__What to work on__
In this exercise, each record below is to be written out again exactly.

START Information

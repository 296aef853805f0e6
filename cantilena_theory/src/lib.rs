// Cantilena music theory helpers.
//
// Pure functions and small value types shared by the lyric analyzer, the
// melody generator, the MIDI writer and the synthesizer serializer. Nothing
// in this crate performs I/O or holds state.
//
// Architecture:
// - pitch.rs: Pitch classes, pitches with octave, MIDI numbers, and the two
//   textual spellings (standard "F#5" and synthesizer dual-name "F#/Gb5")
// - scale.rs: Scale interval tables, keys and key signatures, time signatures,
//   vocal range clamping
// - mood.rs: Emotional tone and style tags with their mood -> scale and
//   mood -> tempo tables
// - chord.rs: Chord-name parsing and closed-position voicing for backing tracks
// - contour.rs: Melodic contour shapes (relative pool-step sequences)

pub mod chord;
pub mod contour;
pub mod mood;
pub mod pitch;
pub mod scale;

pub use chord::{Chord, ChordQuality};
pub use contour::{ContourShape, melodic_contour};
pub use mood::{EmotionalTone, MusicStyle};
pub use pitch::{
    Pitch, PitchClass, PitchParseError, enharmonic_to_standard, standard_to_enharmonic,
};
pub use scale::{Key, ScaleKind, TimeSignature, clamp_to_range, scale_notes};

END Information

__Answer below__
repository 296aef853805f0e6
filename cantilena_theory/src/lib.rs
// Cantilena music theory helpers.
//
// Pure functions and small value types shared by the lyric analyzer, the
// melody generator, the MIDI writer and the synthesizer serializer. Nothing
// in this crate performs I/O or holds state.
//
// Architecture:
// - pitch.rs: Pitch classes, pitches with octave, MIDI numbers, and the two
//   textual spellings (standard "F#5" and synthesizer dual-name "F#/Gb5")
// - scale.rs: Scale interval tables, keys and key signatures, time signatures,
//   vocal range clamping
// - mood.rs: Emotional tone and style tags with their mood -> scale and
//   mood -> tempo tables
// - chord.rs: Chord-name parsing and closed-position voicing for backing tracks
// - contour.rs: Melodic contour shapes (relative pool-step sequences)

pub mod chord;
pub mod contour;
pub mod mood;
pub mod pitch;
pub mod scale;

pub use chord::{Chord, ChordQuality};
pub use contour::{ContourShape, melodic_contour};
pub use mood::{EmotionalTone, MusicStyle};
pub use pitch::{
    Pitch, PitchClass, PitchParseError, enharmonic_to_standard, standard_to_enharmonic,
};
pub use scale::{Key, ScaleKind, TimeSignature, clamp_to_range, scale_notes};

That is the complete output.